I arrived at 22 and had very little idea about how to start. I had very little idea about anything, really, least of all life in New York at the turn of the millennium.
The only thing on my schedule that first Tuesday — or for the foreseeable future, really, since I didn’t yet have a job and wasn’t sure how to go about finding one — was a two-hour modern dance class in the East Village. I only knew about it because the mother of my best friend from college taught it. I had settled on Tamar’s class for that reason alone. Maya and I had graduated in May, and venturing any further out beyond the semi-familiarity of her mother seemed terrifying. This was 2000. We didn’t have a computer in our apartment; Google would take over in the future but was at that point far from entering our everyday lexicon.
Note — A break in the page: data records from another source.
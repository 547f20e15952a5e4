//! HTML parsing support.
//!
//! Pages are parsed with scraper (html5ever). The parsed tree is used as is:
//! comments and doctypes stay in it, and the converter skips them.

use scraper::Html;

use crate::node::Document;

impl Document {
    /// Parse a complete HTML page.
    ///
    /// The root of the returned document is the `<html>` element; html5ever
    /// always synthesizes `<head>` and `<body>`.
    ///
    /// # Example
    ///
    /// ```rust
    /// use gemini_markdown::Document;
    ///
    /// let doc = Document::parse_html("<p>Hello <b>World</b></p>");
    /// assert_eq!(doc.text_content(doc.root()), "Hello World");
    /// ```
    pub fn parse_html(html: &str) -> Document {
        Html::parse_document(html).into()
    }

    /// Parse an HTML fragment. The root is html5ever's synthetic `<html>`
    /// context element.
    pub fn parse_fragment(html: &str) -> Document {
        Html::parse_fragment(html).into()
    }
}

#[cfg(test)]
mod tests {
    use super::*;
    use crate::node::NodeType;
    use scraper::Selector;

    #[test]
    fn test_parse_simple_html() {
        let doc = Document::parse_html("<p>Hello World</p>");
        assert_eq!(doc.tag_name(doc.root()), "html");
        assert_eq!(doc.parent(doc.root()), None);

        let body = Selector::parse("body").unwrap();
        assert!(doc.select_first(doc.root(), &body).is_some());
    }

    #[test]
    fn test_parse_keeps_custom_elements_and_attributes() {
        let doc = Document::parse_fragment(
            r#"<model-response><div class="markdown" data-x="1">Hi</div></model-response>"#,
        );
        let selector = Selector::parse("model-response .markdown").unwrap();
        let markdown = doc.select_first(doc.root(), &selector).unwrap();
        assert_eq!(doc.attr(markdown, "data-x"), Some("1"));
        assert_eq!(doc.text_content(markdown), "Hi");
    }

    #[test]
    fn test_comments_are_not_text() {
        let doc = Document::parse_fragment("<span>a<!-- note -->b</span>");
        assert_eq!(doc.text_content(doc.root()), "ab");

        let span = doc.element_children(doc.root()).next().unwrap();
        let comment = doc.children(span).nth(1).unwrap();
        assert_eq!(doc.node_type(comment), NodeType::Other);
        assert_eq!(doc.tag_name(comment), "#comment");
        assert_eq!(doc.inner_text(span), "ab");
    }

    #[test]
    fn test_parsed_tree_accepts_appended_nodes() {
        let mut doc = Document::parse_html("<model-thoughts><button>Show</button></model-thoughts>");
        let panel = Selector::parse("model-thoughts").unwrap();
        let container = doc.select_first(doc.root(), &panel).unwrap();
        let body = doc.append_element_with_attrs(container, "div", &[("class", "markdown")]);
        doc.append_text(body, "Reasoning");

        let expanded = Selector::parse("model-thoughts .markdown").unwrap();
        assert_eq!(doc.select_first(doc.root(), &expanded), Some(body));
        assert_eq!(doc.text_content(container), "ShowReasoning");
    }
}
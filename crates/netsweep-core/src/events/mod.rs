use tracing::{error, info, warn};

use crate::errors::NetsweepError;
use crate::sweep::types::SweepReport;

pub fn log_app_startup() {
    info!(
        event = "core.app.startup_completed",
        version = env!("CARGO_PKG_VERSION")
    );
}

pub fn log_app_shutdown() {
    info!(event = "core.app.shutdown_started");
}

/// User errors (bad config, unreadable inventory) log at warn, the rest at error.
pub fn log_app_error(error: &dyn NetsweepError) {
    if error.is_user_error() {
        warn!(
            event = "core.app.user_error_occurred",
            code = error.error_code(),
            error = %error
        );
    } else {
        error!(
            event = "core.app.error_occurred",
            code = error.error_code(),
            error = %error
        );
    }
}

/// One line per scope with the totals a caller acts on.
pub fn log_sweep_reports(reports: &[SweepReport]) {
    for report in reports {
        let problems = report.errors().len();
        if problems > 0 {
            warn!(
                event = "core.app.sweep_reported",
                scope = %report.scope,
                deleted = report.deleted(),
                failed = report.failed(),
                problems = problems,
                cancelled = report.cancelled
            );
        } else {
            info!(
                event = "core.app.sweep_reported",
                scope = %report.scope,
                deleted = report.deleted(),
                failed = report.failed(),
                cancelled = report.cancelled
            );
        }
    }
}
How did anyone find those other classes?
The previous summer, right before senior year, Maya and I had driven to New York the day exams ended. We’d spend the summer dancing. Sponging off my uncle in his fifth-story walkup in Morningside Heights, I trekked downtown every morning on the 1 train in $1.99 flip-flops from Duane Reade my mother was sure would cause me to step on a needle and contract AIDS. It was over a hundred degrees every day, so I sweat through my clothes in technique class, stuffed them to the bottom of my knapsack, and ran across town to my afternoon filing-and-phone gig at a small dance organization. My mother came to visit, observing a particularly acrobatic class one morning. It involved lots of partnering work that resulted in people propelling themselves into each others’ arms and onto each others’ backs, and more than occasionally crashing to the floor.
“You came this close to breaking your neck!” she screeched as we walked out onto Second Avenue. “I had to look away!”
My mother was relieved when the summer ended and I returned to more sedate modern classes in college, or at least to classes that were now squarely out of her view.
But this, now, was different. This was real. There was no returning to college. There was no backup plan.
***
This is not unusual for dancers. At least it wasn’t when we were starting out. We believed in the bodies we had been training since childhood, and thought little about what would happen if, not when, they stopped working.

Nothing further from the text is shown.